### MATERIAL TO PROCESS
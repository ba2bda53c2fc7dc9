use cinder_type::{span::Span, types::TypeId};
use ordered_float::OrderedFloat;

use crate::{FieldRef, LabelSymbolId, LocalId, LocalSymbol, MethodRef};

/// A compile-time constant.
#[derive(Debug, Clone, PartialEq, Eq, Hash)]
pub enum ConstantValue {
  Null,
  Bool(bool),
  Char(char),
  I32(i32),
  I64(i64),
  F64(OrderedFloat<f64>),
  Str(String),
}

#[derive(Debug, Copy, Clone, PartialEq, Eq, Hash)]
pub enum BinaryOperator {
  Add,
  Sub,
  Mul,
  Div,
  Rem,
  BitAnd,
  BitOr,
  Xor,
  Shl,
  Shr,
  Eq,
  Ne,
  Lt,
  Le,
  Gt,
  Ge,
  /// Short-circuiting `&&`.
  LogicalAnd,
  /// Short-circuiting `||`.
  LogicalOr,
}

impl BinaryOperator {
  pub fn is_comparison(self) -> bool {
    matches!(
      self,
      BinaryOperator::Eq
        | BinaryOperator::Ne
        | BinaryOperator::Lt
        | BinaryOperator::Le
        | BinaryOperator::Gt
        | BinaryOperator::Ge
    )
  }

  pub fn is_logical(self) -> bool {
    matches!(self, BinaryOperator::LogicalAnd | BinaryOperator::LogicalOr)
  }
}

#[derive(Debug, Copy, Clone, PartialEq, Eq, Hash)]
pub enum UnaryOperator {
  Neg,
  Not,
  BitNot,
}

#[derive(Debug, Clone, PartialEq)]
pub struct BoundExpression {
  pub kind: ExpressionKind,
  pub ty: TypeId,
  pub span: Span,
}

#[derive(Debug, Clone, PartialEq)]
pub enum ExpressionKind {
  Literal(ConstantValue),
  Local(LocalId),
  Parameter(u16),
  This,
  Assignment {
    target: Box<BoundExpression>,
    value: Box<BoundExpression>,
  },
  Binary {
    op: BinaryOperator,
    left: Box<BoundExpression>,
    right: Box<BoundExpression>,
  },
  Unary {
    op: UnaryOperator,
    operand: Box<BoundExpression>,
  },
  Call {
    method: MethodRef,
    receiver: Option<Box<BoundExpression>>,
    arguments: Vec<BoundExpression>,
  },
  ObjectCreation {
    constructor: MethodRef,
    arguments: Vec<BoundExpression>,
  },
  /// `receiver` is `None` for static fields.
  FieldAccess {
    field: FieldRef,
    receiver: Option<Box<BoundExpression>>,
  },
  /// Converts `operand` to the expression's own type.
  Conversion {
    operand: Box<BoundExpression>,
    checked: bool,
  },
  Conditional {
    condition: Box<BoundExpression>,
    when_true: Box<BoundExpression>,
    when_false: Box<BoundExpression>,
  },
  /// Evaluates `side_effects` in order, then yields `value`. `locals` are scoped to the sequence.
  Sequence {
    locals: Vec<LocalSymbol>,
    side_effects: Vec<BoundExpression>,
    value: Box<BoundExpression>,
  },
  Default,
  TypeToken(TypeId),
}

impl BoundExpression {
  pub fn new(
    kind: ExpressionKind,
    ty: TypeId,
    span: Span,
  ) -> Self {
    Self { kind, ty, span }
  }

  /// Calls the expression and its subexpressions in pre-order.
  pub fn walk<'a>(
    &'a self,
    visit: &mut dyn FnMut(&'a BoundExpression),
  ) {
    visit(self);
    match &self.kind {
      ExpressionKind::Literal(_)
      | ExpressionKind::Local(_)
      | ExpressionKind::Parameter(_)
      | ExpressionKind::This
      | ExpressionKind::Default
      | ExpressionKind::TypeToken(_) => {},
      ExpressionKind::Assignment { target, value } => {
        target.walk(visit);
        value.walk(visit);
      },
      ExpressionKind::Binary { left, right, .. } => {
        left.walk(visit);
        right.walk(visit);
      },
      ExpressionKind::Unary { operand, .. } | ExpressionKind::Conversion { operand, .. } => operand.walk(visit),
      ExpressionKind::Call { receiver, arguments, .. } => {
        if let Some(receiver) = receiver {
          receiver.walk(visit);
        }
        for arg in arguments {
          arg.walk(visit);
        }
      },
      ExpressionKind::ObjectCreation { arguments, .. } => {
        for arg in arguments {
          arg.walk(visit);
        }
      },
      ExpressionKind::FieldAccess { receiver, .. } => {
        if let Some(receiver) = receiver {
          receiver.walk(visit);
        }
      },
      ExpressionKind::Conditional {
        condition,
        when_true,
        when_false,
      } => {
        condition.walk(visit);
        when_true.walk(visit);
        when_false.walk(visit);
      },
      ExpressionKind::Sequence {
        side_effects, value, ..
      } => {
        for effect in side_effects {
          effect.walk(visit);
        }
        value.walk(visit);
      },
    }
  }
}

#[derive(Debug, Clone, PartialEq)]
pub enum SequencePointKind {
  Span(Span),
  Hidden,
}

/// Flavors of the no-op statement.
#[derive(Debug, Copy, Clone, PartialEq, Eq, Hash)]
pub enum NoOpFlavor {
  /// A `nop` in debug builds so a breakpoint can bind; nothing otherwise.
  Default,
  /// Where an async method suspends.
  AwaitYieldPoint,
  /// Where an async method continues after a suspension. Always follows its yield point.
  AwaitResumePoint,
}

#[derive(Debug, Clone, PartialEq)]
pub struct CatchBlock {
  /// `None` catches everything.
  pub exception_type: Option<TypeId>,
  pub local: Option<LocalSymbol>,
  pub body: BoundStatement,
  /// The catch-all that async lowering wraps around the whole state machine body.
  pub is_synthesized_async_catch_all: bool,
}

#[derive(Debug, Clone, PartialEq)]
pub struct SwitchCase {
  pub value: i32,
  pub label: LabelSymbolId,
}

#[derive(Debug, Clone, PartialEq)]
pub struct BoundStatement {
  pub kind: StatementKind,
  pub span: Span,
  pub compiler_generated: bool,
}

#[derive(Debug, Clone, PartialEq)]
pub enum StatementKind {
  Block {
    locals: Vec<LocalSymbol>,
    statements: Vec<BoundStatement>,
  },
  /// A list without a scope of its own.
  StatementList(Vec<BoundStatement>),
  Expression(BoundExpression),
  Return(Option<BoundExpression>),
  If {
    condition: BoundExpression,
    then_branch: Box<BoundStatement>,
    else_branch: Option<Box<BoundStatement>>,
  },
  /// `while (condition) body`; an absent condition loops forever.
  Loop {
    condition: Option<BoundExpression>,
    body: Box<BoundStatement>,
  },
  Break,
  Continue,
  Goto(LabelSymbolId),
  Label(LabelSymbolId),
  ConditionalGoto {
    condition: BoundExpression,
    jump_if_true: bool,
    label: LabelSymbolId,
  },
  SwitchDispatch {
    expression: BoundExpression,
    cases: Vec<SwitchCase>,
    default_label: LabelSymbolId,
  },
  Try {
    try_block: Box<BoundStatement>,
    catch_blocks: Vec<CatchBlock>,
    finally_block: Option<Box<BoundStatement>>,
  },
  /// `None` rethrows the exception being handled.
  Throw(Option<BoundExpression>),
  SequencePoint {
    point: SequencePointKind,
    statement: Option<Box<BoundStatement>>,
  },
  NoOp(NoOpFlavor),
}

impl BoundStatement {
  pub fn new(
    kind: StatementKind,
    span: Span,
  ) -> Self {
    Self {
      kind,
      span,
      compiler_generated: false,
    }
  }

  pub fn generated(
    kind: StatementKind,
    span: Span,
  ) -> Self {
    Self {
      kind,
      span,
      compiler_generated: true,
    }
  }

  /// Calls `visit` for this statement and every nested statement in pre-order.
  pub fn walk<'a>(
    &'a self,
    visit: &mut dyn FnMut(&'a BoundStatement),
  ) {
    visit(self);
    match &self.kind {
      StatementKind::Block { statements, .. } | StatementKind::StatementList(statements) => {
        for statement in statements {
          statement.walk(visit);
        }
      },
      StatementKind::If {
        then_branch,
        else_branch,
        ..
      } => {
        then_branch.walk(visit);
        if let Some(else_branch) = else_branch {
          else_branch.walk(visit);
        }
      },
      StatementKind::Loop { body, .. } => body.walk(visit),
      StatementKind::Try {
        try_block,
        catch_blocks,
        finally_block,
      } => {
        try_block.walk(visit);
        for catch in catch_blocks {
          catch.body.walk(visit);
        }
        if let Some(finally_block) = finally_block {
          finally_block.walk(visit);
        }
      },
      StatementKind::SequencePoint {
        statement: Some(statement),
        ..
      } => statement.walk(visit),
      _ => {},
    }
  }

  /// Expressions evaluated directly by this statement, not by nested statements.
  pub fn own_expressions(&self) -> Vec<&BoundExpression> {
    match &self.kind {
      StatementKind::Expression(expr) => vec![expr],
      StatementKind::Return(Some(expr)) | StatementKind::Throw(Some(expr)) => vec![expr],
      StatementKind::If { condition, .. }
      | StatementKind::Loop {
        condition: Some(condition),
        ..
      }
      | StatementKind::ConditionalGoto { condition, .. } => vec![condition],
      StatementKind::SwitchDispatch { expression, .. } => vec![expression],
      _ => Vec::new(),
    }
  }
}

### TASK STATEMENT
Among the entries above, determine how many lines hold the string "circuiting" and report that number alone.

### OUTPUT FOR THIS TASK
2